■ Material provided ■

// skg-net/src/checksum.rs
use std::fmt;
use std::fs::File;
use std::io::{self, Read};
use std::path::Path;
use std::str::FromStr;

use md5::Md5;
use sha2::{Digest, Sha256};
use skg_common::error::{Result, SkgError};
use tracing::debug;

/// Chunk size used when hashing files.
pub const DEFAULT_CHUNK_SIZE: usize = 65535;

const SHA256_HEX_LEN: usize = 64;

#[derive(Debug, Clone, Copy, PartialEq, Eq, Default)]
pub enum ChecksumAlgorithm {
    /// SHA-256 for 64-character digests, MD5 otherwise.
    #[default]
    Auto,
    Sha256,
    Md5,
}

impl ChecksumAlgorithm {
    /// Resolves `Auto` against the expected digest; concrete algorithms are returned unchanged.
    pub fn resolve(self, expected: &str) -> ChecksumAlgorithm {
        match self {
            Self::Auto if expected.len() == SHA256_HEX_LEN => Self::Sha256,
            Self::Auto => Self::Md5,
            other => other,
        }
    }
}

impl fmt::Display for ChecksumAlgorithm {
    fn fmt(&self, f: &mut fmt::Formatter<'_>) -> fmt::Result {
        f.write_str(match self {
            Self::Auto => "auto",
            Self::Sha256 => "sha256",
            Self::Md5 => "md5",
        })
    }
}

impl FromStr for ChecksumAlgorithm {
    type Err = SkgError;

    fn from_str(s: &str) -> Result<Self> {
        match s.to_ascii_lowercase().as_str() {
            "auto" => Ok(Self::Auto),
            "sha256" => Ok(Self::Sha256),
            "md5" => Ok(Self::Md5),
            other => Err(SkgError::ValidationError(format!(
                "Unknown checksum algorithm '{other}' (expected auto, sha256 or md5)"
            ))),
        }
    }
}

/// Hex digest of a file, read `chunk_size` bytes at a time.
///
/// `Auto` has no digest to look at here and hashes with SHA-256.
pub fn generate(path: &Path, algorithm: ChecksumAlgorithm, chunk_size: usize) -> Result<String> {
    match algorithm {
        ChecksumAlgorithm::Md5 => digest_file::<Md5>(path, chunk_size),
        ChecksumAlgorithm::Sha256 | ChecksumAlgorithm::Auto => {
            digest_file::<Sha256>(path, chunk_size)
        }
    }
}

/// Returns whether the file's digest matches `expected`.
///
/// A mismatch is `Ok(false)`; only an unreadable file is an error.
pub fn verify(path: &Path, expected: &str, algorithm: ChecksumAlgorithm) -> Result<bool> {
    let expected = expected.trim();
    let algorithm = algorithm.resolve(expected);
    debug!(
        "Verifying {} checksum for: {}",
        algorithm,
        path.display()
    );
    let actual = generate(path, algorithm, DEFAULT_CHUNK_SIZE)?;
    debug!("Calculated {}: {}", algorithm, actual);
    debug!("Expected {}:   {}", algorithm, expected);
    Ok(actual.eq_ignore_ascii_case(expected))
}

/// Like [`verify`], but a mismatch becomes `SkgError::ChecksumMismatch`.
pub fn verify_checksum(path: &Path, expected: &str, algorithm: ChecksumAlgorithm) -> Result<()> {
    let expected = expected.trim();
    let algorithm = algorithm.resolve(expected);
    let actual = generate(path, algorithm, DEFAULT_CHUNK_SIZE)?;
    if actual.eq_ignore_ascii_case(expected) {
        Ok(())
    } else {
        Err(SkgError::ChecksumMismatch(format!(
            "{} mismatch for {}: expected {}, got {}",
            algorithm,
            path.display(),
            expected,
            actual
        )))
    }
}

fn digest_file<D: Digest>(path: &Path, chunk_size: usize) -> Result<String> {
    let mut file = File::open(path)?;
    let mut hasher = D::new();
    let mut buffer = vec![0u8; chunk_size.max(1)];
    let mut total_bytes_read: u64 = 0;

    loop {
        match file.read(&mut buffer) {
            Ok(0) => break,
            Ok(n) => {
                hasher.update(&buffer[..n]);
                total_bytes_read += n as u64;
            }
            Err(e) if e.kind() == io::ErrorKind::Interrupted => continue,
            Err(e) => return Err(e.into()),
        }
    }

    debug!(
        "Hashed {} bytes from {}",
        total_bytes_read,
        path.display()
    );
    Ok(hex::encode(hasher.finalize()))
}
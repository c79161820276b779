// skg-common/src/config.rs
use std::env;
use std::fs;
use std::path::{Component, Path, PathBuf};

use tracing::{debug, warn};

use super::error::{Result, SkgError};

/// Name of the dotfile directory used under the home and temp directories.
pub const CACHE_DIR_NAME: &str = ".skgenome";
pub const DEFAULT_CACHE_SUBDIR: &str = "data";
const CACHE_DIR_ENV: &str = "SKGENOME_CACHE_DIR";

/// Inputs for locating the cache root.
///
/// Nothing here is probed lazily: `Config::load` reads the environment once, and
/// tests build a `Config` by hand to steer the fallback path.
#[derive(Debug, Clone)]
pub struct Config {
    pub cache_dir: Option<PathBuf>,
    pub home_dir: Option<PathBuf>,
    pub temp_dir: PathBuf,
}

impl Config {
    pub fn load() -> Result<Self> {
        debug!("Loading skgenome configuration");

        let cache_dir = env::var_os(CACHE_DIR_ENV)
            .filter(|s| !s.is_empty())
            .map(PathBuf::from);
        if let Some(dir) = &cache_dir {
            debug!("{} set, using {}", CACHE_DIR_ENV, dir.display());
        }

        let home_dir = dirs::home_dir();
        if home_dir.is_none() {
            debug!("Could not determine home directory; cache will live in the temp dir");
        }

        Ok(Self {
            cache_dir,
            home_dir,
            temp_dir: env::temp_dir(),
        })
    }

    /// Builds a config rooted at an explicit directory, leaving the fallback at the
    /// system temp dir.
    pub fn with_cache_dir(cache_dir: impl Into<PathBuf>) -> Self {
        Self {
            cache_dir: Some(cache_dir.into()),
            home_dir: dirs::home_dir(),
            temp_dir: env::temp_dir(),
        }
    }

    pub fn fallback_cache_root(&self) -> PathBuf {
        self.temp_dir.join(CACHE_DIR_NAME)
    }

    /// The root that would be used before the writability check.
    pub fn preferred_cache_root(&self, override_dir: Option<&Path>) -> Option<PathBuf> {
        override_dir
            .map(Path::to_path_buf)
            .or_else(|| self.cache_dir.clone())
            .map(|p| self.expand_home(&p))
            .or_else(|| self.home_dir.as_ref().map(|h| h.join(CACHE_DIR_NAME)))
    }

    /// Picks the cache root, creating it if needed.
    ///
    /// Order: `override_dir`, then `cache_dir`, then `~/.skgenome`. When the chosen
    /// directory cannot be created or written to, `<temp_dir>/.skgenome` is used
    /// instead; failure to create that one is returned as is.
    pub fn resolve_cache_root(&self, override_dir: Option<&Path>) -> Result<PathBuf> {
        if let Some(preferred) = self.preferred_cache_root(override_dir) {
            match probe_writable(&preferred) {
                Ok(()) => {
                    debug!("Using cache root {}", preferred.display());
                    return Ok(preferred);
                }
                Err(e) => {
                    warn!(
                        "Cache root {} is not writable ({}); falling back to {}",
                        preferred.display(),
                        e,
                        self.fallback_cache_root().display()
                    );
                }
            }
        }

        let fallback = self.fallback_cache_root();
        fs::create_dir_all(&fallback).map_err(|e| {
            SkgError::Config(format!(
                "Failed to create fallback cache root {}: {}",
                fallback.display(),
                e
            ))
        })?;
        debug!("Using fallback cache root {}", fallback.display());
        Ok(fallback)
    }

    fn expand_home(&self, path: &Path) -> PathBuf {
        let mut components = path.components();
        match (components.next(), &self.home_dir) {
            (Some(Component::Normal(first)), Some(home)) if first == "~" => {
                home.join(components.as_path())
            }
            _ => path.to_path_buf(),
        }
    }
}

impl Default for Config {
    fn default() -> Self {
        Self {
            cache_dir: None,
            home_dir: dirs::home_dir(),
            temp_dir: env::temp_dir(),
        }
    }
}

fn probe_writable(dir: &Path) -> std::io::Result<()> {
    fs::create_dir_all(dir)?;
    tempfile::tempfile_in(dir).map(drop)
}
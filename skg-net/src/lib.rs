// skg-net/src/lib.rs
pub mod checksum;
pub mod http;
pub mod progress;
pub mod validation;

pub use checksum::{generate, verify, verify_checksum, ChecksumAlgorithm};
pub use http::{build_http_client, download_to, ExpectedChecksum};
pub use progress::{DownloadProgress, NoProgress, ProgressCounter};
pub use skg_common::{
    cache::Cache,
    error::{Result, SkgError},
    Config,
};
pub use validation::{validate_filename, validate_url};
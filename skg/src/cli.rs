// skg/src/cli.rs
//! Defines the command-line argument structure using clap.
use std::path::PathBuf;

use clap::{ArgAction, Parser, Subcommand};
use skg_common::error::Result;
use skg_common::Config;

pub mod cache;
pub mod extract;
pub mod fasta;
pub mod fetch;
pub mod verify;

use crate::cli::cache::CacheCommand;
use crate::cli::extract::ExtractArgs;
use crate::cli::fasta::FastaArgs;
use crate::cli::fetch::FetchArgs;
use crate::cli::verify::VerifyArgs;

#[derive(Parser, Debug)]
#[command(author, version, about, long_about = None, name = "skg", bin_name = "skg")]
#[command(propagate_version = true)]
pub struct CliArgs {
    #[arg(short, long, action = ArgAction::Count, global = true)]
    pub verbose: u8,

    /// Cache root to use instead of ~/.skgenome (also read from SKGENOME_CACHE_DIR)
    #[arg(long, global = true, value_name = "DIR")]
    pub cache_dir: Option<PathBuf>,

    #[command(subcommand)]
    pub command: Command,
}

#[derive(Subcommand, Debug)]
pub enum Command {
    /// Download a file into the cache unless a valid copy is already there
    Fetch(FetchArgs),
    /// Check a file against an expected digest
    Verify(VerifyArgs),
    /// Unpack a tar or zip archive
    Extract(ExtractArgs),
    /// Print the records of a FASTA file
    Fasta(FastaArgs),
    /// Inspect or clear the cache
    #[command(subcommand)]
    Cache(CacheCommand),
}

impl Command {
    pub fn run(&self, config: &Config) -> Result<()> {
        match self {
            Self::Fetch(command) => command.run(config),
            Self::Verify(command) => command.run(),
            Self::Extract(command) => command.run(),
            Self::Fasta(command) => command.run(),
            Self::Cache(command) => command.run(config),
        }
    }
}
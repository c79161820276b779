use std::path::PathBuf;

use clap::Args;
use skg_common::error::Result;
use skg_core::fasta;

#[derive(Args, Debug)]
pub struct FastaArgs {
    pub path: PathBuf,

    /// Print the records as a JSON array instead of tab-separated lines
    #[arg(long)]
    pub json: bool,
}

impl FastaArgs {
    pub fn run(&self) -> Result<()> {
        let records = fasta::parse_path(&self.path)?;
        if self.json {
            println!("{}", serde_json::to_string_pretty(&records)?);
        } else {
            for record in records {
                let (sequence, description) = record.into_pair();
                println!("{description}\t{sequence}");
            }
        }
        Ok(())
    }
}
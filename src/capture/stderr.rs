//! Remote pid announcement scanner.
//!
//! The remote command line prints a single `REMCAP_PID:<pid>` line on
//! stderr before the sniffer takes over the stream. This sink consumes the
//! stderr bytes, extracts that pid and swallows everything else.

use std::sync::Mutex;

/// Marker prefix of the pid announcement line.
pub const PID_MARKER: &str = "REMCAP_PID:";

/// Pid not announced yet.
const PID_UNSEEN: i32 = 0;
/// The announcement line was malformed; no pid will ever be known.
const PID_MALFORMED: i32 = -1;

struct SnifferState {
    pid: i32,
    /// Bytes of the current, not yet terminated line.
    line: Vec<u8>,
}

/// Extracts the remote sniffer's pid from its stderr stream.
///
/// The first complete line decides the value: a well-formed marker line
/// sets the pid, anything else pins it to -1. Later lines are consumed and
/// ignored, so a chatty remote command can never block on a full stderr
/// pipe. The value never leaves a non-zero state again.
pub struct PidSniffer {
    state: Mutex<SnifferState>,
}

impl PidSniffer {
    pub fn new() -> Self {
        Self {
            state: Mutex::new(SnifferState {
                pid: PID_UNSEEN,
                line: Vec::new(),
            }),
        }
    }

    /// Consume a chunk of stderr. Chunk boundaries are arbitrary; lines
    /// are reassembled internally.
    pub fn write(&self, buf: &[u8]) {
        let mut state = self.state.lock().unwrap();

        for &byte in buf {
            if byte != b'\n' {
                state.line.push(byte);
                continue;
            }

            let line = std::mem::take(&mut state.line);
            if state.pid != PID_UNSEEN {
                continue;
            }
            state.pid = parse_marker_line(&line);
        }
    }

    /// Current pid value: 0 while unseen, -1 after a malformed first line,
    /// the announced pid otherwise.
    pub fn pid(&self) -> i32 {
        self.state.lock().unwrap().pid
    }
}

impl Default for PidSniffer {
    fn default() -> Self {
        Self::new()
    }
}

fn parse_marker_line(line: &[u8]) -> i32 {
    let Ok(text) = std::str::from_utf8(line) else {
        return PID_MALFORMED;
    };

    let Some(value) = text.strip_prefix(PID_MARKER) else {
        return PID_MALFORMED;
    };

    match value.trim().parse::<i32>() {
        Ok(pid) if pid > 0 => pid,
        _ => PID_MALFORMED,
    }
}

■ Directions ■
Write out exactly the lines above from the line with "for &byte in" through the line with "pub fn pid(&self)", both of them included, and leave out all other lines.

■ Your solution ■
        for &byte in buf {
            if byte != b'\n' {
                state.line.push(byte);
                continue;
            }

            let line = std::mem::take(&mut state.line);
            if state.pid != PID_UNSEEN {
                continue;
            }
            state.pid = parse_marker_line(&line);
        }
    }

    /// Current pid value: 0 while unseen, -1 after a malformed first line,
    /// the announced pid otherwise.
    pub fn pid(&self) -> i32 {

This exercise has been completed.